Locate the line that contains "quantile_sorted(&sorted, q)". Copy it and every following line through the end of the records, exactly, and include nothing else.
**** AVAILABLE DATA ****
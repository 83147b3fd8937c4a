//! Order statistics over `f64` samples.

/// Quantile with linear interpolation between closest ranks.
///
/// `q` is clamped to `[0, 1]`. Returns `NaN` for an empty sample.
pub fn quantile_linear(values: &[f64], q: f64) -> f64 {
    if values.is_empty() {
        return f64::NAN;
    }
    let mut sorted = values.to_vec();
    sorted.sort_by(f64::total_cmp);
    quantile_sorted(&sorted, q)
}

/// As [`quantile_linear`] on an already ascending sample.
pub fn quantile_sorted(sorted: &[f64], q: f64) -> f64 {
    if sorted.is_empty() {
        return f64::NAN;
    }
    let pos = q.clamp(0.0, 1.0) * (sorted.len() - 1) as f64;
    let lo = pos.floor() as usize;
    let hi = pos.ceil() as usize;
    let frac = pos - lo as f64;
    sorted[lo] + (sorted[hi] - sorted[lo]) * frac
}

/// Middle value; mean of the two middle values for even sizes.
pub fn median(values: &[f64]) -> f64 {
    quantile_linear(values, 0.5)
}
****
RESPONSE AREA:
    quantile_sorted(&sorted, q)
}

/// As [`quantile_linear`] on an already ascending sample.
pub fn quantile_sorted(sorted: &[f64], q: f64) -> f64 {
    if sorted.is_empty() {
        return f64::NAN;
    }
    let pos = q.clamp(0.0, 1.0) * (sorted.len() - 1) as f64;
    let lo = pos.floor() as usize;
    let hi = pos.ceil() as usize;
    let frac = pos - lo as f64;
    sorted[lo] + (sorted[hi] - sorted[lo]) * frac
}

/// Middle value; mean of the two middle values for even sizes.
pub fn median(values: &[f64]) -> f64 {
    quantile_linear(values, 0.5)
}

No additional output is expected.